O caso a seguir colacionado trata de arrematação de imóvel que também havia sido penhorado por outros juízos e ainda havia sido gravado com indisponibilidade em relação ao titular tabular.
As restrições tabulares eram: "Da análise da matrícula no 113.670 do 14o CRI, reproduzida às fls. 18/28, verifica-se o registro de hipoteca (R.3), averbações de penhoras provenientes de ações trabalhistas (Av.4, Av.5, Av.6, Av.7, Av.9, Av.11, Av.13, Av.16 e Av.18), além da indisponibilidade dos bens da antiga proprietária tabular (Av.10, Av.12, Av.14, Av.15, Av.17, Av.19, Av.20, Av.21 e Av.22)".
Após a arrematação, o novo adquirente solicitou ao registrador que fossem averbados os cancelamentos das demais penhoras que recaiam sobre o bem de raiz. O acesso ao fólio real fora negado, tendo em vista que não cabe à sede administrativa afrontar ordens judiciais.
Porém, após a arrematação há o cancelamento indireto das demais penhoras e indisponibilidades, tendo em vista a nova aquisição. O cancelamento indireto é tema bastante sofisticado e poucos o dominam adequadamente. Nessa toada, há, inclusive, possibilidade de alienação voluntária posterior pelo novo adquirente, mesmo com os gravames ainda inscritos na matrícula, mas já sem eficácia (consequência do cancelamento indireto).
Segue abaixo a decisão. Bons estudos!
Arrematação - modo derivado de aquisição. Penhora - indisponibilidade - cancelamento.
1VRPSP - Recurso Administrativo: 1114299-32.2021.8.26.0100 Localidade: São Paulo Data de Julgamento: 10/12/2021 Data DJ: 14/12/2021 Unidade: 14 Relator: Renata Pinto Lima Zanetta Jurisprudência: Indefinido Lei: LRP - Lei de Registros Públicos - 6.015/1973 ART: 251 Lei: CC2002 - Código Civil de 2002 - 10.406/2002 ART: 1.485 Especialidades: Registro de Imóveis Arrematação - modo derivado de aquisição. Penhora - indisponibilidade - cancelamento. íntegra TRIBUNAL DE JUSTIÇA DO ESTADO DE SÃO PAULO - COMARCA DE SÃO PAULO - FORO CENTRAL CÍVEL - 1a VARA DE REGISTROS PÚBLICOS Processo Digital no: 1114299-32.2021.8.26.0100 Classe - Assunto Pedido de Providências - Registro de Imóveis Requerente: Wky Investimento e Participações Ltda Requerido: 14o Oficial de Registro de Imóveis da Capital Vistos.
Trata-se de pedido de providências formulado por WKY Investimentos e Participações LTDA em face do Oficial do 14o Registro de Imóveis da Capital, objetivando o cancelamento das penhoras e indisponibilidades averbadas na matrícula no 113.670 daquela Serventia.
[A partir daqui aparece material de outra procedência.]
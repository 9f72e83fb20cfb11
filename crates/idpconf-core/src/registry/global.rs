//! Process-wide provider type registry
//!
//! Brokers that prefer a single registry for the whole process fill one
//! during startup and install it once. There is no way to modify or replace
//! it afterwards.

use std::sync::Arc;

use once_cell::sync::OnceCell;

use crate::error::{ConfigError, ConfigResult};
use super::type_registry::ProviderTypeRegistry;

static GLOBAL_REGISTRY: OnceCell<Arc<ProviderTypeRegistry>> = OnceCell::new();

/// Install the process-wide registry
///
/// Returns `Err(ConfigError::RegistryAlreadyInstalled)` on every call after the first.
pub fn install_global(registry: ProviderTypeRegistry) -> ConfigResult<Arc<ProviderTypeRegistry>> {
    let registry = Arc::new(registry);
    GLOBAL_REGISTRY
        .set(Arc::clone(&registry))
        .map_err(|_| ConfigError::RegistryAlreadyInstalled)?;
    Ok(registry)
}

/// The process-wide registry, if one has been installed
pub fn global() -> Option<Arc<ProviderTypeRegistry>> {
    GLOBAL_REGISTRY.get().cloned()
}
//! Console logger implementation

use super::traits::{LogLevel, Logger};

/// A logger writing to the console
///
/// Debug and info go to stdout, warnings and errors to stderr. Records
/// below `min_level` are dropped.
#[derive(Debug, Clone)]
pub struct ConsoleLogger {
    prefix: String,
    min_level: LogLevel,
}

impl Default for ConsoleLogger {
    fn default() -> Self {
        Self::new()
    }
}

impl ConsoleLogger {
    /// Console logger with the `[idpconf]` prefix, logging info and above
    pub fn new() -> Self {
        Self {
            prefix: "[idpconf]".to_string(),
            min_level: LogLevel::Info,
        }
    }

    pub fn with_prefix(mut self, prefix: impl Into<String>) -> Self {
        self.prefix = prefix.into();
        self
    }

    pub fn with_min_level(mut self, min_level: LogLevel) -> Self {
        self.min_level = min_level;
        self
    }

    /// Whether a record at `level` would be written
    pub fn enabled(&self, level: LogLevel) -> bool {
        level >= self.min_level
    }
}

impl Logger for ConsoleLogger {
    fn log(&self, level: LogLevel, message: &str) {
        if !self.enabled(level) {
            return;
        }
        match level {
            LogLevel::Debug | LogLevel::Info => println!("{} {}: {}", self.prefix, level, message),
            LogLevel::Warn | LogLevel::Error => eprintln!("{} {}: {}", self.prefix, level, message),
        }
    }
}
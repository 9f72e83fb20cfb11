//! Chained secret store with fallback behavior

use std::sync::Arc;

use super::traits::{SecretStore, SecretStoreError, SecretStoreResult};

/// A secret store that chains multiple stores together with fallback behavior
///
/// Reads try each available store in order and return the first match.
/// Writes go to the first store.
///
/// # Example
///
/// ```
/// use idpconf_core::secrets::{SecretStore, ChainSecretStore, EnvSecretStore, MemorySecretStore};
/// use std::sync::Arc;
///
/// let memory: Arc<dyn SecretStore> = Arc::new(MemorySecretStore::new());
/// let env: Arc<dyn SecretStore> = Arc::new(EnvSecretStore::new());
///
/// // Try memory first, then fall back to env
/// let chain = ChainSecretStore::new(vec![memory, env]);
/// chain.store("partner_secret", "value").unwrap();
/// ```
pub struct ChainSecretStore {
    stores: Vec<Arc<dyn SecretStore>>,
}

impl ChainSecretStore {
    /// Create a new chain store; stores are tried in order for reads
    pub fn new(stores: Vec<Arc<dyn SecretStore>>) -> Self {
        Self { stores }
    }

    /// Get the stores in this chain
    pub fn stores(&self) -> &[Arc<dyn SecretStore>] {
        &self.stores
    }

    /// Find which store has a secret
    pub fn find_store(&self, name: &str) -> Option<&Arc<dyn SecretStore>> {
        self.stores
            .iter()
            .find(|store| store.is_available() && store.has(name))
    }
}

impl std::fmt::Debug for ChainSecretStore {
    fn fmt(&self, f: &mut std::fmt::Formatter<'_>) -> std::fmt::Result {
        let names: Vec<&str> = self.stores.iter().map(|s| s.name()).collect();
        f.debug_struct("ChainSecretStore").field("stores", &names).finish()
    }
}

impl SecretStore for ChainSecretStore {
    fn name(&self) -> &str {
        "chain"
    }

    fn is_available(&self) -> bool {
        self.stores.iter().any(|s| s.is_available())
    }

    fn get(&self, name: &str) -> Option<String> {
        self.stores
            .iter()
            .filter(|store| store.is_available())
            .find_map(|store| store.get(name))
    }

    fn store(&self, name: &str, value: &str) -> SecretStoreResult<()> {
        match self.stores.first() {
            Some(store) => store.store(name, value),
            None => Err(SecretStoreError::Other("chain has no stores".to_string())),
        }
    }

    /// Delete from every member holding the secret
    ///
    /// Fails with `NotFound` when no member holds it, and with the first
    /// member error (typically `ReadOnly`) when a member kept its copy.
    fn delete(&self, name: &str) -> SecretStoreResult<()> {
        let mut held = false;
        let mut first_error = None;
        for store in self.stores.iter().filter(|store| store.has(name)) {
            held = true;
            if let Err(e) = store.delete(name) {
                first_error.get_or_insert(e);
            }
        }

        match (held, first_error) {
            (false, _) => Err(SecretStoreError::NotFound(name.to_string())),
            (true, Some(e)) => Err(e),
            (true, None) => Ok(()),
        }
    }

    fn source_of(&self, name: &str) -> Option<&str> {
        self.find_store(name).map(|store| store.name())
    }
}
A requerente alega que diante do registro da arrematação do imóvel, conforme R.23 naquela matrícula, as penhoras e indisponibilidades anteriores à hasta pública deveriam perder a sua eficácia, uma vez que ocorreria o cancelamento indireto de forma automática, em virtude da arrematação do bem.
Com a inicial, vieram documentos (fls. 03/60).
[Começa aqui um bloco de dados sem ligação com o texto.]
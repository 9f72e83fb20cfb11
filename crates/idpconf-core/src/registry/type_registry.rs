//! Provider type registry for building configuration views by type id

use std::collections::HashMap;
use std::sync::Arc;

use crate::error::{ConfigError, ConfigResult};
use crate::types::{ProviderTypeId, RawProviderConfig};
use crate::view::{OidcProviderConfig, ProviderConfigView, SamlProviderConfig};

/// Factory function type for building configuration views
pub type ViewFactory =
    Arc<dyn Fn(ProviderTypeId, RawProviderConfig) -> Box<dyn ProviderConfigView> + Send + Sync>;

fn build_oidc(provider_type: ProviderTypeId, raw: RawProviderConfig) -> Box<dyn ProviderConfigView> {
    Box::new(OidcProviderConfig::new(provider_type, raw))
}

fn build_saml(provider_type: ProviderTypeId, raw: RawProviderConfig) -> Box<dyn ProviderConfigView> {
    Box::new(SamlProviderConfig::new(provider_type, raw))
}

/// Definition of a registered provider type
#[derive(Clone)]
pub struct ProviderDescriptor {
    /// Unique provider type id
    pub provider_type: ProviderTypeId,
    /// Human-readable description
    pub description: String,
    /// Factory function to build views
    pub factory: ViewFactory,
    /// Whether this type ships with the crate
    pub builtin: bool,
}

impl ProviderDescriptor {
    /// Build a view over `raw` for this provider type
    pub fn build(&self, raw: RawProviderConfig) -> Box<dyn ProviderConfigView> {
        (self.factory)(self.provider_type.clone(), raw)
    }
}

impl std::fmt::Debug for ProviderDescriptor {
    fn fmt(&self, f: &mut std::fmt::Formatter<'_>) -> std::fmt::Result {
        f.debug_struct("ProviderDescriptor")
            .field("provider_type", &self.provider_type)
            .field("description", &self.description)
            .field("builtin", &self.builtin)
            .finish()
    }
}

/// Registry of provider types
///
/// Registration takes `&mut self`, so types can only be added while the
/// registry is still owned by startup code. Once it is wrapped in an `Arc`
/// and handed to a resolver it is read-only and needs no locking.
///
/// # Example
///
/// ```
/// use idpconf_core::registry::ProviderTypeRegistry;
/// use idpconf_core::view::OidcProviderConfig;
///
/// let mut registry = ProviderTypeRegistry::with_builtin_types();
/// registry
///     .register("partner-oidc", "Partner OIDC", |provider_type, raw| {
///         Box::new(OidcProviderConfig::new(provider_type, raw))
///     })
///     .unwrap();
/// assert!(registry.contains("partner-oidc"));
/// ```
#[derive(Debug, Default)]
pub struct ProviderTypeRegistry {
    descriptors: HashMap<ProviderTypeId, ProviderDescriptor>,
}

impl ProviderTypeRegistry {
    /// Create an empty registry
    pub fn new() -> Self {
        Self::default()
    }

    /// Create a registry holding the built-in provider types
    ///
    /// - `oidc`: OpenID Connect
    /// - `keycloak-oidc`: OpenID Connect against another Keycloak-compatible broker
    /// - `saml`: SAML 2.0
    pub fn with_builtin_types() -> Self {
        let mut registry = Self::new();
        registry.insert("oidc", "OpenID Connect v1.0", Arc::new(build_oidc), true);
        registry.insert(
            "keycloak-oidc",
            "OpenID Connect against a Keycloak-compatible broker",
            Arc::new(build_oidc),
            true,
        );
        registry.insert("saml", "SAML v2.0", Arc::new(build_saml), true);
        registry
    }

    /// Register a new provider type
    ///
    /// Returns `Err(ConfigError::DuplicateProviderType)` if the id is taken;
    /// the first registration is left untouched.
    pub fn register<F>(
        &mut self,
        provider_type: impl Into<ProviderTypeId>,
        description: &str,
        factory: F,
    ) -> ConfigResult<()>
    where
        F: Fn(ProviderTypeId, RawProviderConfig) -> Box<dyn ProviderConfigView> + Send + Sync + 'static,
    {
        let provider_type = provider_type.into();
        if self.descriptors.contains_key(&provider_type) {
            return Err(ConfigError::DuplicateProviderType(provider_type.to_string()));
        }

        self.insert(provider_type, description, Arc::new(factory), false);
        Ok(())
    }

    fn insert(
        &mut self,
        provider_type: impl Into<ProviderTypeId>,
        description: &str,
        factory: ViewFactory,
        builtin: bool,
    ) {
        let provider_type = provider_type.into();
        self.descriptors.insert(
            provider_type.clone(),
            ProviderDescriptor {
                provider_type,
                description: description.to_string(),
                factory,
                builtin,
            },
        );
    }

    /// Look up the descriptor of a provider type
    ///
    /// Returns `Err(ConfigError::UnknownProviderType)` if the id is not registered.
    pub fn resolve(&self, provider_type: &str) -> ConfigResult<&ProviderDescriptor> {
        self.descriptors
            .get(provider_type)
            .ok_or_else(|| ConfigError::UnknownProviderType(provider_type.to_string()))
    }

    pub fn descriptor(&self, provider_type: &str) -> Option<&ProviderDescriptor> {
        self.descriptors.get(provider_type)
    }

    /// Check if a provider type is registered
    pub fn contains(&self, provider_type: &str) -> bool {
        self.descriptors.contains_key(provider_type)
    }

    /// List all registered provider types, sorted by id
    pub fn list(&self) -> Vec<&ProviderDescriptor> {
        let mut descriptors: Vec<&ProviderDescriptor> = self.descriptors.values().collect();
        descriptors.sort_by(|a, b| a.provider_type.cmp(&b.provider_type));
        descriptors
    }

    pub fn len(&self) -> usize {
        self.descriptors.len()
    }

    pub fn is_empty(&self) -> bool {
        self.descriptors.is_empty()
    }
}

#[cfg(test)]
mod tests {
    use super::*;
    use crate::view::CustomOidcProviderConfig;

    #[test]
    fn test_builtin_types_registered() {
        let registry = ProviderTypeRegistry::with_builtin_types();
        assert!(registry.contains("oidc"));
        assert!(registry.contains("keycloak-oidc"));
        assert!(registry.contains("saml"));
        assert!(!registry.contains("custom-oidc"));
        assert!(registry.list().iter().all(|d| d.builtin));
        assert_eq!(registry.descriptor("saml").map(|d| d.description.as_str()), Some("SAML v2.0"));
        assert!(registry.descriptor("SAML").is_none());
    }

    #[test]
    fn test_resolve_unknown() {
        let registry = ProviderTypeRegistry::new();
        assert!(registry.is_empty());
        assert!(matches!(
            registry.resolve("nonexistent_xyz"),
            Err(ConfigError::UnknownProviderType(id)) if id == "nonexistent_xyz"
        ));
    }

    #[test]
    fn test_duplicate_keeps_first_registration() {
        let mut registry = ProviderTypeRegistry::new();
        registry
            .register("custom-oidc", "first", |t, raw| Box::new(CustomOidcProviderConfig::new(t, raw)))
            .unwrap();

        let second = registry.register("custom-oidc", "second", |t, raw| {
            Box::new(SamlProviderConfig::new(t, raw))
        });
        assert!(matches!(second, Err(ConfigError::DuplicateProviderType(_))));

        let descriptor = registry.resolve("custom-oidc").unwrap();
        assert_eq!(descriptor.description, "first");
        assert!(!descriptor.builtin);
        let view = descriptor.build(RawProviderConfig::for_type("custom-oidc"));
        assert!(view.is::<CustomOidcProviderConfig>());
    }

    #[test]
    fn test_builtin_ids_cannot_be_replaced() {
        let mut registry = ProviderTypeRegistry::with_builtin_types();
        let result = registry.register("oidc", "shadow", |t, raw| Box::new(SamlProviderConfig::new(t, raw)));
        assert!(matches!(result, Err(ConfigError::DuplicateProviderType(id)) if id == "oidc"));
    }

    #[test]
    fn test_factory_receives_provider_type() {
        let registry = ProviderTypeRegistry::with_builtin_types();
        let view = registry
            .resolve("keycloak-oidc")
            .unwrap()
            .build(RawProviderConfig::for_type("keycloak-oidc"));
        assert_eq!(view.provider_type().as_str(), "keycloak-oidc");
        assert!(view.is::<OidcProviderConfig>());
    }

    #[test]
    fn test_list_sorted() {
        let registry = ProviderTypeRegistry::with_builtin_types();
        let ids: Vec<&str> = registry.list().iter().map(|d| d.provider_type.as_str()).collect();
        assert_eq!(ids, vec!["keycloak-oidc", "oidc", "saml"]);
        assert_eq!(registry.len(), 3);
    }
}
//! Provider configuration resolution
//!
//! Single entry point turning a provider instance id into a typed
//! configuration view: store lookup, provider type lookup, view construction.

mod config_resolver;

pub use config_resolver::ConfigResolver;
O Oficial manifestou-se às fls. 68/72, sustentando que os cancelamentos solicitados somente poderão ser averbados mediante apresentação de ofício ou mandado expedido pelos respectivos Juízos, autorizando a Serventia a averbar os respectivos cancelamentos, tendo em vista que as restrições são provenientes de outros processos, afetos a Juízos distintos da arrematação registrada.
O Ministério Público ofertou parecer, opinando pela improcedência do pedido (fls. 76/78). É o relatório.
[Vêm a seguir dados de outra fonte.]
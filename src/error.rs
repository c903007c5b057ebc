use crate::period::PeriodError;
use crate::registry::RegistryError;
use crate::source::SourceError;

#[derive(Debug, thiserror::Error)]
pub enum EngineError {
    #[error("Date error: {0}")]
    Period(#[from] PeriodError),
    #[error("Source error: {0}")]
    Source(#[from] SourceError),
    #[error("Registry error: {0}")]
    Registry(#[from] RegistryError),
    #[error("Invalid configuration: {0}")]
    Config(#[source] serde_json::Error),
    #[error("Invalid input: {0}")]
    Input(#[source] serde_json::Error),
}
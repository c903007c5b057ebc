use crate::layout::{Diagram, DiagramNode, NodeKind};
use crate::measure::TextMetrics;
use std::collections::HashMap;
use std::fmt::Write;

/// Snapshot of a diagram as a standalone SVG document.
pub struct SvgRenderer {
    metrics: TextMetrics,
    margin: f64,
}

impl Default for SvgRenderer {
    fn default() -> Self {
        Self {
            metrics: TextMetrics::default(),
            margin: 40.0,
        }
    }
}

struct NodeBox {
    x: f64,
    y: f64,
    w: f64,
    h: f64,
}

impl NodeBox {
    fn center(&self) -> (f64, f64) {
        (self.x + self.w / 2.0, self.y + self.h / 2.0)
    }
}

impl SvgRenderer {
    pub fn render(&self, diagram: &Diagram) -> String {
        let boxes: HashMap<&str, NodeBox> = diagram
            .nodes
            .values()
            .map(|n| {
                let (w, h) = self.metrics.label_size(n.label());
                let b = NodeBox {
                    x: n.position.x,
                    y: n.position.y,
                    w,
                    h,
                };
                (n.id.as_str(), b)
            })
            .collect();

        let (min_x, min_y, max_x, max_y) = boxes.values().fold(
            (f64::MAX, f64::MAX, f64::MIN, f64::MIN),
            |(x0, y0, x1, y1), b| (x0.min(b.x), y0.min(b.y), x1.max(b.x + b.w), y1.max(b.y + b.h)),
        );
        let (min_x, min_y, max_x, max_y) = if boxes.is_empty() {
            (0.0, 0.0, 0.0, 0.0)
        } else {
            (min_x, min_y, max_x, max_y)
        };

        let vx = min_x - self.margin;
        let vy = min_y - self.margin;
        let width = max_x - min_x + self.margin * 2.0;
        let height = max_y - min_y + self.margin * 2.0;

        let mut svg = String::new();

        writeln!(
            &mut svg,
            r#"<svg xmlns="http://www.w3.org/2000/svg" width="{}" height="{}" viewBox="{} {} {} {}">"#,
            width, height, vx, vy, width, height
        )
        .unwrap();

        // Style
        writeln!(
            &mut svg,
            r#"<style>
  .entity-bg {{ fill: #fff; }}
  .entity-header {{ fill: #e0e0e0; }}
  .entity-header.pk {{ fill: #ffd700; }}
  .entity-header.fk {{ fill: #add8e6; }}
  .entity-border {{ fill: none; stroke: #333; stroke-width: 1.5; }}
  .entity-name {{ font-family: monospace; font-size: 14px; font-weight: bold; }}
  .column-text {{ font-family: monospace; font-size: 12px; }}
  .pk {{ font-weight: bold; }}
  .edge {{ stroke: #666; stroke-width: 1.5; fill: none; }}
</style>"#
        )
        .unwrap();

        // Render edges first (behind nodes)
        for edge in &diagram.edges {
            if let (Some(from), Some(to)) = (
                boxes.get(edge.source.as_str()),
                boxes.get(edge.target.as_str()),
            ) {
                let (x1, y1) = from.center();
                let (x2, y2) = to.center();
                writeln!(
                    &mut svg,
                    r#"<line class="edge" x1="{}" y1="{}" x2="{}" y2="{}" />"#,
                    x1, y1, x2, y2
                )
                .unwrap();
            }
        }

        for node in diagram.nodes.values() {
            if let Some(b) = boxes.get(node.id.as_str()) {
                self.render_node(&mut svg, node, b);
            }
        }

        writeln!(&mut svg, "</svg>").unwrap();
        svg
    }

    fn render_node(&self, svg: &mut String, node: &DiagramNode, b: &NodeBox) {
        let header_h = self.metrics.header_height();
        let mut lines = node.label().lines();
        let name = lines.next().unwrap_or_default();
        let columns: Vec<&str> = lines.collect();

        let header_class = match node.kind() {
            NodeKind::Pk => "entity-header pk",
            NodeKind::Fk => "entity-header fk",
            NodeKind::Normal => "entity-header",
        };

        writeln!(
            svg,
            r#"<rect class="entity-bg" x="{}" y="{}" width="{}" height="{}" rx="4" />"#,
            b.x, b.y, b.w, b.h
        )
        .unwrap();

        let fill_h = if columns.is_empty() { b.h } else { header_h };
        writeln!(
            svg,
            r#"<rect class="{}" x="{}" y="{}" width="{}" height="{}" rx="4" />"#,
            header_class, b.x, b.y, b.w, fill_h
        )
        .unwrap();

        writeln!(
            svg,
            r#"<text class="entity-name" x="{}" y="{}" text-anchor="middle">{}</text>"#,
            b.x + b.w / 2.0,
            b.y + header_h / 2.0 + 5.0,
            escape_xml(name)
        )
        .unwrap();

        if !columns.is_empty() {
            writeln!(
                svg,
                r##"<line x1="{}" y1="{}" x2="{}" y2="{}" stroke="#333" stroke-width="1" />"##,
                b.x,
                b.y + header_h,
                b.x + b.w,
                b.y + header_h
            )
            .unwrap();

            let mut col_y = b.y + header_h + self.metrics.padding_y + self.metrics.line_height * 0.7;
            for col in columns {
                let class = if col.ends_with("(PK)") {
                    "column-text pk"
                } else {
                    "column-text"
                };
                writeln!(
                    svg,
                    r#"<text class="{}" x="{}" y="{}">{}</text>"#,
                    class,
                    b.x + self.metrics.padding_x,
                    col_y,
                    escape_xml(col)
                )
                .unwrap();
                col_y += self.metrics.line_height;
            }
        }

        writeln!(
            svg,
            r#"<rect class="entity-border" x="{}" y="{}" width="{}" height="{}" rx="4" />"#,
            b.x, b.y, b.w, b.h
        )
        .unwrap();
    }
}

fn escape_xml(s: &str) -> String {
    s.replace('&', "&amp;")
        .replace('<', "&lt;")
        .replace('>', "&gt;")
        .replace('"', "&quot;")
}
Fundamento e decido. No mérito, o pedido não procede. Vejamos os motivos.
Da análise da matrícula no 113.670 do 14o CRI, reproduzida às fls. 18/28, verifica-se o registro de hipoteca (R.3), averbações de penhoras provenientes de ações trabalhistas (Av.4, Av.5, Av.6, Av.7, Av.9, Av.11, Av.13, Av.16 e Av.18), além da indisponibilidade dos bens da antiga proprietária tabular (Av.10, Av.12, Av.14, Av.15, Av.17, Av.19, Av.20, Av.21 e Av.22).
Posteriormente, conforme R.23, de 19 de agosto de 2018, houve o registro da carta de arrematação do imóvel, expedida nos autos do Processo no 1075466-86.2014.8.26.0100, que tramitou perante a 24a Vara Cível do Foro Central da Capital, em favor da empresa requerente.
Ocorre que, com a intenção de vender o imóvel (fls.29/46), a requerente busca, pela via administrativa e sem exibir qualquer decisão judicial para levantamento dos gravames, o cancelamento direto das penhoras e da indisponibilidade.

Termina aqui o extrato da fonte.